L’Italia riparte da dove aveva lasciato. Alla PhilipsArena di Pasig City, nella prima uscita della Pool 5 di Volleyball Nations League, le azzurre di Julio Velasco superano la Repubblica Ceca con un netto 3-0 (25-18, 25-21, 25-22), confermando le ottime sensazioni della week inaugurale di Brasilia. Una vittoria piena, costruita con lucidità nei momenti chiave e arricchita da due note simboliche: il ritorno in campo di Sarah Fahr e l’esordio assoluto di Josephina Obossa, subito protagonista nel sestetto titolare.
Velasco sceglie Cambi in regia, Obossa opposta, Fahr e Meli al centro, Antropova e Nervini in banda, Fersino libero. Dopo un avvio contratto in ricezione, l’Italia prende ritmo e costruisce il primo strappo grazie alla qualità di Antropova e alla presenza di Fahr, incisiva a muro e in attacco. Nervini illumina la fase difensiva, mentre Obossa rompe il ghiaccio con personalità. Il 25-18 finale fotografa un set in cui le azzurre crescono pallone dopo pallone.
Nel secondo parziale la Repubblica Ceca prova a cambiare inerzia con Mlejnkova, Brancuska e Jehlarova. Le ceche scappano sul 5-8, costringendo Velasco al timeout. L’Italia però reagisce con maturità: Nervini riapre il set, Antropova sale in cattedra al servizio e Moro, entrata in seconda linea, dà equilibrio alla fase break. Il finale è un crescendo azzurro, chiuso da un ace di Antropova per il 25-21.

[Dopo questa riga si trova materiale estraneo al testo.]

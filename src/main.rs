use anyhow::{Context, Result};
use std::sync::Arc;
use tokio::io::{AsyncBufReadExt, BufReader};

use cafe_gate::auth::{Session, SqliteSessionStore};
use cafe_gate::cafe::{
    collect_stats, register, render_id_card, AccessDesk, CafeApi, DailyStats, MealType,
    MealWindow, Registration, StudentRoster,
};
use cafe_gate::config::{self, Command, Config, SessionMode};
use cafe_gate::http_client::CafeHttpClient;
use cafe_gate::transport::ReqwestTransport;

#[tokio::main]
async fn main() -> Result<()> {
    // Load configuration first (for log level)
    let config = Config::load()?;
    config.validate()?;

    // Initialize logging with a configured level
    let log_level = config.log_level.to_lowercase();
    let env_filter = tracing_subscriber::EnvFilter::try_from_default_env()
        .unwrap_or_else(|_| tracing_subscriber::EnvFilter::new(&log_level));

    tracing_subscriber::fmt()
        .with_env_filter(env_filter)
        .with_target(false)
        .with_thread_ids(false)
        .with_file(true)
        .with_line_number(true)
        .with_writer(std::io::stderr)
        .init();

    tracing::debug!(api_url = %config.api_url, mode = ?config.session_mode, "Starting");

    let session = open_session(&config)?;

    let transport = Arc::new(ReqwestTransport::new(
        &config.api_url,
        config.http_max_connections,
        config.http_connect_timeout,
        config.http_request_timeout,
    )?);
    let client = Arc::new(CafeHttpClient::new(transport, session));
    let api = CafeApi::new(client.clone());

    match config.command.clone() {
        Command::Login { username, password } => {
            let (username, password) = config::prompt_credentials(username, password)?;
            let response = client
                .login(&username, &password)
                .await
                .context("Login failed")?;
            let name = response
                .user
                .map(|user| user.username)
                .filter(|name| !name.is_empty())
                .unwrap_or(username);
            println!("✅ Logged in as {}", name);
        }

        Command::Logout => {
            if client.logout().await {
                println!("👋 Logged out");
            } else {
                println!("👋 Local session cleared (server did not confirm logout)");
            }
        }

        Command::Status => print_status(&config, client.session()),

        Command::Students => {
            let students = api.list_students().await.map_err(login_hint)?;
            if students.is_empty() {
                println!("No students registered.");
            }
            for student in &students {
                println!(
                    "{:<14} {:<28} {:<26} {}",
                    student.student_id, student.name, student.department, student.year
                );
            }
        }

        Command::Meals { limit } => {
            let meals = api.recent_meals(limit).await.map_err(login_hint)?;
            if meals.is_empty() {
                println!("No meals recorded yet.");
            }
            for meal in &meals {
                let served = meal.timestamp.with_timezone(&chrono::Local);
                println!(
                    "#{:<6} student {:<6} {:<10} {}",
                    meal.log_id,
                    meal.student,
                    meal.meal_type,
                    served.format("%Y-%m-%d %H:%M")
                );
            }
        }

        Command::Stats => {
            let stats = collect_stats(&api).await.map_err(login_hint)?;
            print_stats(&stats);
        }

        Command::Scan { payload } => {
            let desk = AccessDesk::new(api, StudentRoster::new(config.roster_ttl));
            let outcome = desk.check_in(&payload).await.map_err(login_hint)?;
            println!("{}", outcome.message());
            if !outcome.is_allowed() {
                std::process::exit(2);
            }
        }

        Command::Station => {
            let desk = AccessDesk::new(api, StudentRoster::new(config.roster_ttl));
            run_station(&desk).await?;
        }

        Command::Register {
            name,
            email,
            phone,
            department,
            year,
            student_id,
        } => {
            let department = match department {
                Some(department) => department,
                None => config::prompt_department()?,
            };
            let registration = Registration {
                name,
                email,
                phone,
                department,
                year,
                student_id,
            };

            let student = register(&api, registration).await.map_err(login_hint)?;
            println!("✅ Student registered successfully!");
            println!();
            println!("{}", render_id_card(&student));
        }
    }

    Ok(())
}

/// Build the session over the configured storage
fn open_session(config: &Config) -> Result<Session> {
    let session = match config.session_mode {
        SessionMode::Sqlite => {
            let store = SqliteSessionStore::open(&config.session_db)?;
            tracing::debug!(path = %config.session_db.display(), "Using SQLite session store");
            Session::new(Arc::new(store))
        }
        SessionMode::Memory => Session::in_memory(),
        SessionMode::None => {
            tracing::warn!("Session storage disabled, requests are sent without credentials");
            Session::detached()
        }
    };
    Ok(session)
}

fn print_status(config: &Config, session: &Session) {
    println!("  API:          {}", config.api_url);
    println!("  Session mode: {:?}", config.session_mode);
    if config.session_mode == SessionMode::Sqlite {
        println!("  Session file: {}", config.session_db.display());
    }
    println!(
        "  Logged in:    {}",
        if session.is_authenticated() { "yes" } else { "no" }
    );
    println!("  Café:         {}", MealWindow::now().describe());
}

fn print_stats(stats: &DailyStats) {
    println!("📊 Café stats for {}", stats.day.format("%Y-%m-%d"));
    println!("  Students:     {}", stats.total_students);
    println!("  Meals today:  {}", stats.meals_today);
    for meal_type in [MealType::Breakfast, MealType::Lunch, MealType::Dinner] {
        let share = stats.share(meal_type);
        println!(
            "  {:<12}  {:>4}  {:<20} {:>5.1}%",
            meal_type.as_str(),
            stats.served(meal_type),
            "#".repeat((share / 5.0).round() as usize),
            share
        );
    }

    if stats.recent.is_empty() {
        println!("No recent activity.");
        return;
    }
    println!("Recent activity:");
    for meal in &stats.recent {
        let served = meal.timestamp.with_timezone(&chrono::Local);
        println!(
            "  #{:<6} student {:<6} {:<10} {}",
            meal.log_id,
            meal.student,
            meal.meal_type,
            served.format("%Y-%m-%d %H:%M")
        );
    }
}

/// Scan loop: one payload per stdin line until EOF or shutdown
async fn run_station(desk: &AccessDesk) -> Result<()> {
    println!("🍽️  Café station ready. {}", MealWindow::now().describe());
    println!("Scan or type a Student ID (Ctrl+C to stop).");

    let mut lines = BufReader::new(tokio::io::stdin()).lines();
    let shutdown = shutdown_signal();
    tokio::pin!(shutdown);

    loop {
        let line = tokio::select! {
            line = lines.next_line() => line.context("Failed to read scan input")?,
            _ = &mut shutdown => break,
        };

        let Some(line) = line else {
            tracing::debug!("Scan input closed");
            break;
        };
        if line.trim().is_empty() {
            continue;
        }

        match desk.check_in(&line).await {
            Ok(outcome) => println!("{}", outcome.message()),
            Err(e) if e.requires_login() => {
                println!("❌ {}. Run `cafe-gate login` and scan again.", e);
            }
            Err(e) => println!("❌ {}", e),
        }
    }

    println!("👋 Station closed");
    Ok(())
}

/// Attach a login hint to errors that need a fresh session
fn login_hint(e: cafe_gate::error::ClientError) -> anyhow::Error {
    if e.requires_login() {
        anyhow::anyhow!("{} (run `cafe-gate login`)", e)
    } else {
        anyhow::Error::new(e)
    }
}

/// Handle shutdown signal
async fn shutdown_signal() {
    use tokio::signal;

    let ctrl_c = async {
        if let Err(e) = signal::ctrl_c().await {
            tracing::error!("Failed to install Ctrl+C handler: {}", e);
            std::future::pending::<()>().await;
        }
    };

    #[cfg(unix)]
    let terminate = async {
        match signal::unix::signal(signal::unix::SignalKind::terminate()) {
            Ok(mut stream) => {
                stream.recv().await;
            }
            Err(e) => {
                tracing::error!("Failed to install signal handler: {}", e);
                std::future::pending::<()>().await;
            }
        }
    };

    #[cfg(not(unix))]
    let terminate = std::future::pending::<()>();

    tokio::select! {
        _ = ctrl_c => {
            tracing::info!("Received Ctrl+C signal, shutting down...");
        },
        _ = terminate => {
            tracing::info!("Received terminate signal, shutting down...");
        },
    }
}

L’Italia non abbassa l’intensità. Fahr domina al centro, Antropova continua a martellare dai nove metri e Nervini mantiene alto il livello in banda. La sola Brancuska prova a tenere in vita la Repubblica Ceca, ma il divario tecnico e mentale si allarga. Le azzurre gestiscono con ordine e chiudono 25-22, portando a casa un successo netto e prezioso in ottica classifica.
Velasco sottolinea la crescita mentale del gruppo e l’importanza di saper reagire nei momenti difficili, pur ammettendo qualche problema iniziale in ricezione. Fahr, emozionata per il ritorno in azzurro, parla di un gruppo giovane con ampi margini di miglioramento. Obossa, al debutto ufficiale, racconta la gioia per un esordio vissuto con entusiasmo e un pizzico di tensione sciolta dopo il primo punto messo a terra.
Con questa vittoria l’Italia sale a quota cinque successi nella classifica generale e domani, alle 14.00 italiane, affronterà la Serbia in un match che rappresenta un vero test di continuità. Un avversario ostico, anche senza Boskovic e Ognjenovic, che negli anni ha sempre creato difficoltà alle azzurre.
Una prima prova convincente, dunque, che conferma la solidità del progetto tecnico e la profondità del gruppo. L’Italia c’è, e a Pasig City lo ha ribadito con forza.